### DATA RECORDS

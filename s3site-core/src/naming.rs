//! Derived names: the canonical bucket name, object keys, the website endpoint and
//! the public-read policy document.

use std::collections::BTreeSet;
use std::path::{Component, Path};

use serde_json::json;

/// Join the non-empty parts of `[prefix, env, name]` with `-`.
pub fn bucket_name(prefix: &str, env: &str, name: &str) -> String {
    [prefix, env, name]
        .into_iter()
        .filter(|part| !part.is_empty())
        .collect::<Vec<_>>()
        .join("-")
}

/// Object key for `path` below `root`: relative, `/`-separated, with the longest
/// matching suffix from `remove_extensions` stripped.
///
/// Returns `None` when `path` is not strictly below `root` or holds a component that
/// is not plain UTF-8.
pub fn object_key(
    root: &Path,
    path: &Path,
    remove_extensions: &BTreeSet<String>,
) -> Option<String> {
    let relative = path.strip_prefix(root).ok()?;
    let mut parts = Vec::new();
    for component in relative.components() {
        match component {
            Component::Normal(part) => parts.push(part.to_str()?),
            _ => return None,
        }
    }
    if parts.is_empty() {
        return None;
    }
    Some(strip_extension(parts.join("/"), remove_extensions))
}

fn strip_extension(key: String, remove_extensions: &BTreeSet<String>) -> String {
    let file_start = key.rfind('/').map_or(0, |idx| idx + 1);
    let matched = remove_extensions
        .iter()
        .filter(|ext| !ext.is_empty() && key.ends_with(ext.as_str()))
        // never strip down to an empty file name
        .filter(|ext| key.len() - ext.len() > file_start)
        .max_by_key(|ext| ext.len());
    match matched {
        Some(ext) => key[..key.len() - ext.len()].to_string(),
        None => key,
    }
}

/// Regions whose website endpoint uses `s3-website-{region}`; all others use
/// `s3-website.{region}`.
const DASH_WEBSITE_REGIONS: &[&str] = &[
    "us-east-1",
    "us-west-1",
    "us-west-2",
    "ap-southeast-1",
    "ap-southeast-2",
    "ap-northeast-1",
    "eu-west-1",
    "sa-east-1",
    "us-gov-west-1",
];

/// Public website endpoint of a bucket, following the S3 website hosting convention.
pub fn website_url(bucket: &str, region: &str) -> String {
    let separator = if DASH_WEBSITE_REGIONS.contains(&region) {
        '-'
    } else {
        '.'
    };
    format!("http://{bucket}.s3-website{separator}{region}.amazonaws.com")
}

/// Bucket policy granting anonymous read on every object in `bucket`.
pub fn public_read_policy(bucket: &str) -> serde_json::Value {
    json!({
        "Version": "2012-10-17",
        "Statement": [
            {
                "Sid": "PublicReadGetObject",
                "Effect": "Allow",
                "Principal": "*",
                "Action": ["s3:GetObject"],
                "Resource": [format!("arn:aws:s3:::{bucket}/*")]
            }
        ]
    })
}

### WHAT THE EXERCISE ASKS
The reply is to be an exact copy of the listing.

### FINISHED EXERCISE
filename s3site-core/src/naming.rs
//! Derived names: the canonical bucket name, object keys, the website endpoint and
//! the public-read policy document.

use std::collections::BTreeSet;
use std::path::{Component, Path};

use serde_json::json;

/// Join the non-empty parts of `[prefix, env, name]` with `-`.
pub fn bucket_name(prefix: &str, env: &str, name: &str) -> String {
    [prefix, env, name]
        .into_iter()
        .filter(|part| !part.is_empty())
        .collect::<Vec<_>>()
        .join("-")
}

/// Object key for `path` below `root`: relative, `/`-separated, with the longest
/// matching suffix from `remove_extensions` stripped.
///
/// Returns `None` when `path` is not strictly below `root` or holds a component that
/// is not plain UTF-8.
pub fn object_key(
    root: &Path,
    path: &Path,
    remove_extensions: &BTreeSet<String>,
) -> Option<String> {
    let relative = path.strip_prefix(root).ok()?;
    let mut parts = Vec::new();
    for component in relative.components() {
        match component {
            Component::Normal(part) => parts.push(part.to_str()?),
            _ => return None,
        }
    }
    if parts.is_empty() {
        return None;
    }
    Some(strip_extension(parts.join("/"), remove_extensions))
}

fn strip_extension(key: String, remove_extensions: &BTreeSet<String>) -> String {
    let file_start = key.rfind('/').map_or(0, |idx| idx + 1);
    let matched = remove_extensions
        .iter()
        .filter(|ext| !ext.is_empty() && key.ends_with(ext.as_str()))
        // never strip down to an empty file name
        .filter(|ext| key.len() - ext.len() > file_start)
        .max_by_key(|ext| ext.len());
    match matched {
        Some(ext) => key[..key.len() - ext.len()].to_string(),
        None => key,
    }
}

/// Regions whose website endpoint uses `s3-website-{region}`; all others use
/// `s3-website.{region}`.
const DASH_WEBSITE_REGIONS: &[&str] = &[
    "us-east-1",
    "us-west-1",
    "us-west-2",
    "ap-southeast-1",
    "ap-southeast-2",
    "ap-northeast-1",
    "eu-west-1",
    "sa-east-1",
    "us-gov-west-1",
];

/// Public website endpoint of a bucket, following the S3 website hosting convention.
pub fn website_url(bucket: &str, region: &str) -> String {
    let separator = if DASH_WEBSITE_REGIONS.contains(&region) {
        '-'
    } else {
        '.'
    };
    format!("http://{bucket}.s3-website{separator}{region}.amazonaws.com")
}

/// Bucket policy granting anonymous read on every object in `bucket`.
pub fn public_read_policy(bucket: &str) -> serde_json::Value {
    json!({
        "Version": "2012-10-17",
        "Statement": [
            {
                "Sid": "PublicReadGetObject",
                "Effect": "Allow",
                "Principal": "*",
                "Action": ["s3:GetObject"],
                "Resource": [format!("arn:aws:s3:::{bucket}/*")]
            }
        ]
    })
}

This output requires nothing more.